Thursday, July 18, 2002

As I'm talking about Mozilla this month, I should provide a bit of backstory. Search Slashdot's archives for the initial response to Netscape's release of the source: there was a famous three-month hiatus while the Mozilla Public Licence (MPL) was concocted, in order to give Netscape (now AOL) the right to use the Mozilla source tree in its proprietary releases. It's also worth seeing the response to every milestone release of Mozilla over the last four years: from the original, celebratory, 'I got it to compile!', to the routine of 'well, it's less buggy, and faster, and it'll be even faster when you strip out the debugging stuff'. For four years.

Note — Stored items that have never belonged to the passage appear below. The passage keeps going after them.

//! # Connector Layer
//!
//! External integrations implementing application interfaces:
//! - Embedding generation (Gemini REST API, deterministic mock)
//! - Vector storage (DuckDB tables per course, in-memory)
//! - Transport (axum HTTP API and WebSocket channels)
//! - API wiring for the CLI (container, router, controllers)

pub mod adapter;
pub mod api;

pub use adapter::*;
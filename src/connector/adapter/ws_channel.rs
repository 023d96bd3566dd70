use async_trait::async_trait;
use axum::extract::ws::{CloseFrame, Message, WebSocket};
use futures_util::stream::SplitSink;
use futures_util::SinkExt;
use tokio::sync::Mutex;
use uuid::Uuid;

use crate::application::{Channel, ChannelId};
use crate::domain::DomainError;

/// Policy violation, sent when the auth handshake fails.
pub const CLOSE_POLICY_VIOLATION: u16 = 1008;

/// Write half of an accepted WebSocket. The read half stays with the connection task.
pub struct WsChannel {
    id: ChannelId,
    sink: Mutex<SplitSink<WebSocket, Message>>,
}

impl WsChannel {
    pub fn new(sink: SplitSink<WebSocket, Message>) -> Self {
        Self {
            id: Uuid::new_v4(),
            sink: Mutex::new(sink),
        }
    }
}

#[async_trait]
impl Channel for WsChannel {
    fn id(&self) -> ChannelId {
        self.id
    }

    async fn send(&self, payload: &str) -> Result<(), DomainError> {
        let mut sink = self.sink.lock().await;
        sink.send(Message::Text(payload.to_owned().into()))
            .await
            .map_err(|e| DomainError::delivery(format!("channel {}: {}", self.id, e)))
    }

    async fn close(&self, code: u16, reason: &str) -> Result<(), DomainError> {
        let mut sink = self.sink.lock().await;
        let frame = CloseFrame {
            code,
            reason: reason.to_owned().into(),
        };
        sink.send(Message::Close(Some(frame)))
            .await
            .map_err(|e| DomainError::delivery(format!("channel {}: {}", self.id, e)))
    }
}
use clap::Subcommand;

#[derive(Subcommand)]
pub enum Commands {
    /// Run the WebSocket notification server and internal HTTP API
    Serve {
        #[arg(long, env = "COURSECAST_BIND", default_value = "127.0.0.1:8127")]
        bind: String,

        /// Seconds a new socket may take to send its auth message
        #[arg(long, default_value = "10")]
        auth_timeout: u64,
    },

    /// Embed and store a piece of course content
    Add {
        /// Course whose namespace receives the content
        course_id: i64,

        /// Identifier of the content within the course
        content_id: String,

        /// Text to embed and store
        text: String,

        /// JSON object stored alongside the content
        #[arg(short, long)]
        metadata: Option<String>,
    },

    /// Find the stored content closest to a query
    Search {
        /// Course to search in
        course_id: i64,

        /// Text to embed and match against stored content
        query: String,

        /// Maximum number of results
        #[arg(short, long, default_value = "5")]
        k: usize,

        /// JSON object; every key must match the stored metadata exactly
        #[arg(short, long)]
        filter: Option<String>,

        /// Print results as JSON
        #[arg(long)]
        json: bool,
    },

    /// Remove a piece of content from a course
    Delete {
        /// Course the content belongs to
        course_id: i64,

        /// Identifier of the content to remove
        content_id: String,
    },

    /// Replace stored content, restoring the previous version if the write fails
    Update {
        /// Course the content belongs to
        course_id: i64,

        /// Identifier of the content to replace
        content_id: String,

        /// New text to embed and store
        text: String,

        /// JSON object stored alongside the content
        #[arg(short, long)]
        metadata: Option<String>,
    },

    /// Check that the vector store and the embedding provider respond
    Health,
}

#[cfg(test)]
mod tests {
    use super::*;
    use clap::{CommandFactory, Parser};

    #[derive(Parser)]
    struct Cli {
        #[command(subcommand)]
        command: Commands,
    }

    #[test]
    fn test_every_subcommand_and_positional_is_documented() {
        let cli = Cli::command();
        for sub in cli.get_subcommands() {
            assert!(sub.get_about().is_some(), "{} has no help text", sub.get_name());
            for arg in sub.get_positionals() {
                assert!(
                    arg.get_help().is_some(),
                    "{} {} has no help text",
                    sub.get_name(),
                    arg.get_id()
                );
            }
        }
    }

    #[test]
    fn test_search_parses_limit_and_json_flag() {
        let cli = Cli::try_parse_from(["coursecast", "search", "3", "graphs", "-k", "2", "--json"])
            .unwrap();
        match cli.command {
            Commands::Search { course_id, k, json, .. } => {
                assert_eq!(course_id, 3);
                assert_eq!(k, 2);
                assert!(json);
            }
            _ => panic!("expected search"),
        }
    }
}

But, most of all, read Jamie Zawinski's gruntles. He was one of the first employees at Netscape. He turned his desk into a camouflage tent. Before that, he led the team which created Lucid Emacs (now XEmacs), the text editor that I use, much to my embarrassment whenever I encounter Richard M. Stallman.

And, if you pardon my language, I'm still proud of my coining the phrase 'asymptotic crawl to 1.0' to describe Mozilla's progress back in the November of last year. Though I must say that one of the reasons for upgrading my PC was, indeed, to get the most out of the damn browser. (Mainly, though, it was to play DVDs.)